Aberrant repair by supporting cells following hair cell loss in Cx30 null mice. (A) Normal, undamaged organ of Corti in control mouse. There are three rows of OHC, each one separated from its neighbour by the intervening heads of supporting cells. The cells to the outer side have broken away to reveal the body of the organ of Corti. Dieters' cells consist of a cell body region, and a thin phalangeal process that rises up to the luminal surface where the head expands to fill the space between OHC. Within the body of the organ of Corti are large extracellular spaces around the body of the OHC and the phalangeal processes of the supporting cells. (B,C) Stereotypical pattern of repair in organ of Corti following hair cell loss in control mice. (B) Repaired organ of Corti following OHC loss induced by combined administration of kanamycin and bumetanide (48 hours post-treatment). Stereotypical regular mosaic-like pattern of cells at the luminal surface is created by expansion of the heads of supporting cells into the sites from which OHC have been lost. The position where an OHC in each row once was is outlined in green. The participation of the supporting cells that surround each OHC in the lesion closure is outlined in red. Arrow indicates initiation of retraction of the heads of inner pillar cells exposing the apical surface of the outer pillar cell. (C) Retraction of heads of inner pillar cells in Ptprq mutant mouse. (D–G) Repair in Cx30 null mice. The site of a lost OHC is filled by the head of only a single supporting cell. The border of the head of the supporting cell effecting lesion closure is outlined in some instances. Examples of the head of the inner pillar cell replacing 1st row OHC are shown in D and G. There is no consistency in which of the supporting cells that contacted an OHC in a particular row expands to fill the space. (H,I) Phalloidin labeling of F-actin outlining the cell junctions. (H) Continuity of the cell border of an inner pillar cell that has expanded into the space of a lost first row OHC. (I) Single 1st row Deiters' cell that expanded to replace an OHC in the second row. Dc1-Dc3, Deiters' cells in rows 1, 2 and 3; ip, inner pillar cell; op, outer pillar cell. Scale bars: 10 µm (A–C), 2 µm (D–F), 10 µm (G–I).

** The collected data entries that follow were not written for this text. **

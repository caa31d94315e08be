// Copyright (c) 2025 Fabstir
// SPDX-License-Identifier: BUSL-1.1
use anyhow::{Context, Result};
use clap::Parser;
use fabstir_vision_node::{
    api::{ApiConfig, ApiServer, AppState},
    cli::Args,
    version,
    vision::{Orchestrator, Timestamper, VisionModelManager},
};
use tokio::signal;
use tracing::info;
use tracing_subscriber::EnvFilter;

#[tokio::main]
async fn main() -> Result<()> {
    dotenv::dotenv().ok();

    tracing_subscriber::fmt()
        .with_env_filter(EnvFilter::try_from_default_env().unwrap_or_else(|_| EnvFilter::new("info")))
        .init();

    let args = Args::parse();
    let config = args.load_config().context("Invalid configuration")?;

    info!("🚀 Starting {}", version::get_version_string());
    info!("📦 BUILD VERSION: {}", version::VERSION);

    let manager = VisionModelManager::new(config.vision.clone()).await?;
    let orchestrator = Orchestrator::new(manager.provider_set(), Timestamper::system())
        .with_max_image_bytes(config.max_image_bytes);
    let unregistered = orchestrator
        .providers()
        .unregistered()
        .iter()
        .map(|kind| kind.as_str())
        .collect::<Vec<_>>();
    if !unregistered.is_empty() {
        info!(
            "No provider registered for: [{}] (fields stay absent)",
            unregistered.join(", ")
        );
    }
    let state = AppState::new(orchestrator).with_models(manager.list_models());

    let server = ApiServer::new(ApiConfig::from(&config), state).await?;
    let addr = server.local_addr();

    info!("✅ Vision node ready");
    info!("  Analyze: POST http://{}/v1/analyze", addr);
    info!("  Health:  GET  http://{}/health", addr);
    info!("  curl --data-binary @photo.jpg http://{}/v1/analyze", addr);

    signal::ctrl_c().await?;

    info!("⏹️  Shutting down...");
    server.shutdown().await;
    info!("👋 Goodbye!");
    Ok(())
}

Lack of supporting cell expansion following hair cell loss in Cx30 null mice. (A,B) Control mouse. The body of the organ of Corti after hair cell loss (48 hours following kanamycin-bumetanide treatment). (A) Viewed from the lateral side, cells on the outer side have broken away revealing bodies of Deiters' cells. (B) Radial view of a break across the organ of Corti. The phalangeal processes of Deiters' cells have widened and the large extracellular spaces normally present in the undamaged tissue have been occluded. (C) Conditional Cx26 knockout mouse. Surface view of the flat, squamous-like epithelium generated by migration of cells from the outer-side of the organ of Corti across the region normally occupied by the columnar supporting cells. Some heads of surviving inner pillar cells, and some surviving inner hair cells are evident. (D–E) Cx30 null mice. Views of the body of the organ of Corti, similar to those shown in A and B, after hair cell loss, at 2 months old (D) and 6 months old (E). There is no expansion of the phalangeal processes of Deiters' cells and the large extracellular spaces remain. (F) Cx30 null mice. Views of the body of the organ of Corti, similar to those shown in E, at 6 months of age. The layer of cells to the outer side of organ of Corti has moved upwards to approach the Reissner's membrane, creating enlarged extracellular spaces within the organ of Corti, in which the thin phalangeal processes of supporting cells persist. IHC, inner hair cell; ip, inner pillar cell; op, outer pillar cell; Rm, Reissner's membrane; tC, tunnel of Corti. Scale bars: 10 µm.